═════ Dataset records ═════
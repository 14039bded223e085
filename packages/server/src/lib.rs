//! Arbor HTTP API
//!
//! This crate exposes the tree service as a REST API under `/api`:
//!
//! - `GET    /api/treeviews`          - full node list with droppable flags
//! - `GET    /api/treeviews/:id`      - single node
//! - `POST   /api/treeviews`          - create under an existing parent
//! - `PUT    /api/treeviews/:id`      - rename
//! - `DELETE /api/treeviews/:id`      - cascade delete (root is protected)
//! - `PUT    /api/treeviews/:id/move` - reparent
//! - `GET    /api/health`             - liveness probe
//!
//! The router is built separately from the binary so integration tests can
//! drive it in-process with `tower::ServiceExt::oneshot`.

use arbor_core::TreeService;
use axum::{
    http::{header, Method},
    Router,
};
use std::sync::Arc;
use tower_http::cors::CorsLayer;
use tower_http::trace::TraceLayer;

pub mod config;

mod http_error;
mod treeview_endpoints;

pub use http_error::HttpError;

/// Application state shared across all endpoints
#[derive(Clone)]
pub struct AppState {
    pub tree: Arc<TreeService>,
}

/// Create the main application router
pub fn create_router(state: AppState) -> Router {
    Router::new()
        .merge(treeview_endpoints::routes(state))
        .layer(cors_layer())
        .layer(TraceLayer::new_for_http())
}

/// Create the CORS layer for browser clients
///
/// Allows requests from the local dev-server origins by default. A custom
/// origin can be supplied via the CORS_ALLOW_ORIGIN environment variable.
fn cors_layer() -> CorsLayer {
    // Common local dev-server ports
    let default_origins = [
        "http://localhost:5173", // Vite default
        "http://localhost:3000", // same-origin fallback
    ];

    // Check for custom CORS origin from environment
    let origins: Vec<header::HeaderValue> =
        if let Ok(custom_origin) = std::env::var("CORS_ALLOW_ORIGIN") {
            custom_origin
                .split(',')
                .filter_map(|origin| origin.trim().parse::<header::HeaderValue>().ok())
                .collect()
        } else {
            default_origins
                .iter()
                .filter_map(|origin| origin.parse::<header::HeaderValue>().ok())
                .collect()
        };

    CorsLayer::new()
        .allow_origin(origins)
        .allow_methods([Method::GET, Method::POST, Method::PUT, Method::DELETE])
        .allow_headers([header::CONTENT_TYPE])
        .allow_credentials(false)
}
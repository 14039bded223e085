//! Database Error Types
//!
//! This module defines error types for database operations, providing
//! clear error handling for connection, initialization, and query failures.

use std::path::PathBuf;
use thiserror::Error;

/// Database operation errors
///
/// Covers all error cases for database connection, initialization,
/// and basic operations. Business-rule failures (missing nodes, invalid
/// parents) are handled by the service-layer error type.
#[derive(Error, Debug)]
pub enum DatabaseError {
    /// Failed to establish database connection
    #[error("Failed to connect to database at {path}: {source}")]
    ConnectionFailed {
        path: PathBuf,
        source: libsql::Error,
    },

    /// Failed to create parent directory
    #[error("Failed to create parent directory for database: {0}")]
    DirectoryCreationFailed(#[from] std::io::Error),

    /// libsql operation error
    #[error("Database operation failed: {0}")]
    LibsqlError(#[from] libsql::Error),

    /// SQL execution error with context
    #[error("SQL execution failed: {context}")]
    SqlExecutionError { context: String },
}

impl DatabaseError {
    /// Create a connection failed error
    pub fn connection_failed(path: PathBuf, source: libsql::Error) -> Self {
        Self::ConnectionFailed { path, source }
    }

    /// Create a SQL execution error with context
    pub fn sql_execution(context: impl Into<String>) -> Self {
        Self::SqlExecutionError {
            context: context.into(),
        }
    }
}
═════
═════ Dataset records ═════
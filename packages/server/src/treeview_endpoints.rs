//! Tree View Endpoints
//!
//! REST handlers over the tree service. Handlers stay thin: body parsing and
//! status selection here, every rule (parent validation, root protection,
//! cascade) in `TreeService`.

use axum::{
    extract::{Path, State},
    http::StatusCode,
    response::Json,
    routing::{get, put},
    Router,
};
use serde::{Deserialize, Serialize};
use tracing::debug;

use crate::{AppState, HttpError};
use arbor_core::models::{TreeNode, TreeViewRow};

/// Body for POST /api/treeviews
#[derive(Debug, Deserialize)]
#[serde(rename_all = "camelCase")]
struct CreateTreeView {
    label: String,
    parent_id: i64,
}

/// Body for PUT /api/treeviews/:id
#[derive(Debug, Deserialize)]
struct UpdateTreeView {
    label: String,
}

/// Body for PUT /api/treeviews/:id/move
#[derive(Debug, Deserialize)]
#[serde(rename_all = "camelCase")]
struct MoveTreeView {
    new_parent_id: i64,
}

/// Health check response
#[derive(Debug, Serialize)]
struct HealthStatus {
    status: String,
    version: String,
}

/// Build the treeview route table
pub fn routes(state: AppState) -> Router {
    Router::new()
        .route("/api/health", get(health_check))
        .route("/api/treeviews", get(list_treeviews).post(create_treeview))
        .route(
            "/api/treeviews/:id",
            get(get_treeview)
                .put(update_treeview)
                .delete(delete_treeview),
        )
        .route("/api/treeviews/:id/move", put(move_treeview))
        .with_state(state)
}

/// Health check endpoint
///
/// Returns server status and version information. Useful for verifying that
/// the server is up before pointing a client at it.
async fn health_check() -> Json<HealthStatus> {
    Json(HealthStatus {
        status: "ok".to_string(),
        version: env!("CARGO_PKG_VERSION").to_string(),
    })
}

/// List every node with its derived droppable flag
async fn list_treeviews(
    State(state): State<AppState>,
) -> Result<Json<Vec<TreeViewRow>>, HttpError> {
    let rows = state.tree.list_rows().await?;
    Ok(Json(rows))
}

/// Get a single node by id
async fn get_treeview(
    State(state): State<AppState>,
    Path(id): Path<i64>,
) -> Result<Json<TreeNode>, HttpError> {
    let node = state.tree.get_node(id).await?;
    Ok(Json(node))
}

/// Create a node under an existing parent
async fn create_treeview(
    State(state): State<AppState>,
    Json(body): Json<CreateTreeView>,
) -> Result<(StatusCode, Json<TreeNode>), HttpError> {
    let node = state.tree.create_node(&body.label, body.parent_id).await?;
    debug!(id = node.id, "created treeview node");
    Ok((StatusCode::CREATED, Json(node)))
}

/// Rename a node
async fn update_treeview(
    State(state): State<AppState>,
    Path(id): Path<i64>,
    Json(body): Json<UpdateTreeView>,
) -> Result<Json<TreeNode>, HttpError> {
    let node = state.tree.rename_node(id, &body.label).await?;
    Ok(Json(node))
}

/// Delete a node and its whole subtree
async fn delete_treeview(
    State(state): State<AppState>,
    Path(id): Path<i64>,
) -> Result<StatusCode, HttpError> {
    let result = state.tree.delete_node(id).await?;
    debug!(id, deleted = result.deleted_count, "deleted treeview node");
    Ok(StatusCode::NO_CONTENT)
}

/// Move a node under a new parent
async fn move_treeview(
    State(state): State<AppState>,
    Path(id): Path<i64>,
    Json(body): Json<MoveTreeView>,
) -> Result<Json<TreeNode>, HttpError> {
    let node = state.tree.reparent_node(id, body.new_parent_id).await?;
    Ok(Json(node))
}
═════
Task brief → Could you repeat exactly the lines above from the line with "across all endpoints" up to and including the line with "default. A custom", and only those?

Exercise answer →
/// Application state shared across all endpoints
#[derive(Clone)]
pub struct AppState {
    pub tree: Arc<TreeService>,
}

/// Create the main application router
pub fn create_router(state: AppState) -> Router {
    Router::new()
        .merge(treeview_endpoints::routes(state))
        .layer(cors_layer())
        .layer(TraceLayer::new_for_http())
}

/// Create the CORS layer for browser clients
///
/// Allows requests from the local dev-server origins by default. A custom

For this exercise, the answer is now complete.